Les judicia forment un niveau
indépendant par rapport aux sentiments.
Si nous ne faisions d’ailleurs qu’adopter cette
position rhétorique, on serait en droit de nous le reprocher (ce serait n’avoir
pas compris la force des précisions de l’A., et son acribie dans la
caractérisation des clivages terminologiques pertinents). Kambouchner a bien
tenté, dans les faits, de fournir une anthropologie passionnelle en adoptant
une attitude anti-réductiviste. A la
différence de Madame Rodis-Lewis, qui avait offert elle aussi une
« anthropologie » cartésienne (et une morale), l’A. avait adopté en
1995 le parti d’une « troisième intériorité ». Ce point très délicat
et original (ici ch. II, pp. 78-114) se trouve différemment estimé et apprécié.

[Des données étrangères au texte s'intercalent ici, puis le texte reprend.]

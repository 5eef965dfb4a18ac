use std::path::PathBuf;
use std::sync::Arc;

use anyhow::{Context, Result};
use clap::{Parser, Subcommand};
use rf_client::config::DEFAULT_DATA_DIR;
use rf_client::{display, ClientConfig, Favorites, JsonFileStore, RecentSearches, SearchClient};
use tracing_subscriber::EnvFilter;

/// Manage saved recipes and recent searches
#[derive(Parser, Debug)]
#[command(version, about)]
pub struct Args {
    /// Where favorites and recent searches are kept
    #[arg(long, env = "RECIPE_FINDER_DATA_DIR", default_value = DEFAULT_DATA_DIR)]
    data_dir: PathBuf,
    #[command(subcommand)]
    command: Command,
}

#[derive(Subcommand, Debug)]
enum Command {
    /// Saved recipes
    Favorites {
        #[command(subcommand)]
        action: Option<FavoritesAction>,
    },
    /// Recent searches
    Recent {
        #[command(subcommand)]
        action: Option<RecentAction>,
    },
    /// Show a recipe in full. Saved recipes are shown from disk unless --refresh is given.
    Show {
        /// Recipe URI, or the number of a saved recipe
        recipe: String,
        /// Fetch the latest version from the API
        #[arg(long)]
        refresh: bool,
    },
}

#[derive(Subcommand, Debug)]
enum FavoritesAction {
    List,
    /// Remove a saved recipe by URI or number
    Remove { recipe: String },
    /// Remove every saved recipe
    Clear,
}

#[derive(Subcommand, Debug)]
enum RecentAction {
    List,
    /// Remove a recent search by number
    Remove { number: usize },
    /// Forget all recent searches
    Clear,
}

/// Resolve a 1-based number or a URI against the saved recipes.
fn resolve_uri<S: rf_client::KvStore>(favorites: &Favorites<S>, recipe: &str) -> String {
    recipe
        .parse::<usize>()
        .ok()
        .and_then(|number| number.checked_sub(1))
        .and_then(|index| favorites.entries().get(index))
        .map(|r| r.uri.clone())
        .unwrap_or_else(|| recipe.to_string())
}

#[tokio::main]
async fn main() -> Result<()> {
    dotenvy::dotenv().ok();
    tracing_subscriber::fmt()
        .with_writer(std::io::stderr)
        .with_env_filter(
            EnvFilter::try_from_default_env().unwrap_or_else(|_| EnvFilter::new("warn")),
        )
        .init();
    let args = Args::parse();

    let store = Arc::new(JsonFileStore::open(&args.data_dir).context("Opening data directory")?);
    let mut favorites = Favorites::load(store.clone());

    match args.command {
        Command::Favorites { action } => match action.unwrap_or(FavoritesAction::List) {
            FavoritesAction::List => {
                if favorites.is_empty() {
                    println!("No saved recipes yet.");
                }
                for (index, recipe) in favorites.entries().iter().enumerate() {
                    println!("{}", display::render_card(index + 1, recipe, true));
                }
            }
            FavoritesAction::Remove { recipe } => {
                let uri = resolve_uri(&favorites, &recipe);
                match favorites.remove(&uri)?.notice() {
                    Some(notice) => println!("{}", notice),
                    None => println!("{} is not a saved recipe", recipe),
                }
            }
            FavoritesAction::Clear => {
                favorites.clear()?;
                println!("Removed all saved recipes");
            }
        },
        Command::Recent { action } => {
            let limit = ClientConfig::recent_limit_from_env()?;
            let mut recent = RecentSearches::load(store, limit);
            match action.unwrap_or(RecentAction::List) {
                RecentAction::List => {
                    if recent.is_empty() {
                        println!("No recent searches.");
                    }
                    for (index, query) in recent.entries().iter().enumerate() {
                        println!("{:>2}. {}", index + 1, query);
                    }
                }
                RecentAction::Remove { number } => {
                    if let Some(index) = number.checked_sub(1) {
                        recent.remove(index)?;
                    }
                }
                RecentAction::Clear => {
                    recent.clear()?;
                    println!("Cleared recent searches");
                }
            }
        }
        Command::Show { recipe, refresh } => {
            let uri = resolve_uri(&favorites, &recipe);
            let saved = favorites.get(&uri).cloned();
            let recipe = match saved {
                Some(saved) if !refresh => saved,
                _ => {
                    let config = ClientConfig::from_env()?;
                    SearchClient::new(&config)
                        .get_recipe_by_uri(&uri)
                        .await
                        .context("Fetching recipe")?
                }
            };
            println!("{}", display::render_details(&recipe));
        }
    }

    Ok(())
}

Il conclut aujourd’hui qu’il n’y a qu’« une seule et même
intériorité », bien qu’il s’agisse encore (précise-t-il) d’une manière de dire (p. 110). Historiquement
— et de même aussi dans l’opposition entre la pensée thomiste et la pensée
jésuite —, Kambouchner s’était fondé sur l’amphibologie
des sentiments dits « intérieurs », qui sont de deux espèces :
les sentiments et affections « pathétiques » (joie, tristesse), qui
correspondent à notre nature spirituelle animale ; plus la faim et la
soif, lesquelles sont aussi des « sentiments » primitivement associés
à notre machine, mais comme leur nom l’indique (sensiones), qui sont loin d’être de vrais sentiments dans leur
objet puisqu’ils sont le fait d’une simple appétition. C’est Descartes d’après
lui qui déroge au sens thomiste (« estimatif ») pour se fonder sur
une variable organique, créant une parenté artificielle entre les deux
acceptions qu’il s’empressera de lever. Après Kambouchner, on ne peut plus
cependant confondre aujourd’hui subjectivité et « intériorité »,
unité et « union » du corps et de l’âme, permixtio et perception
de cette étroitesse exprimée par la 3e notion primitive. Il n’est
pas absolument certain, toutefois, que l’âme ait ses propres
« aliments » comme l’affirme l’A. sans trop hésiter. Selon nous, cela
ne s’explique qu’en considérant le sang comme un nutriment qui ne ressemble pas en effet à une nourriture
extérieure. Toujours est-il que cette fausse parenté des deux espèces de sensus se trouve par la suite écartée
définitivement (p.83), avec une seule exception pour le « sens
intérieur » qui demeure une sorte d’avertissement
spécial revenant à ce que l’âme
convient d’accorder à sa propre structure intime.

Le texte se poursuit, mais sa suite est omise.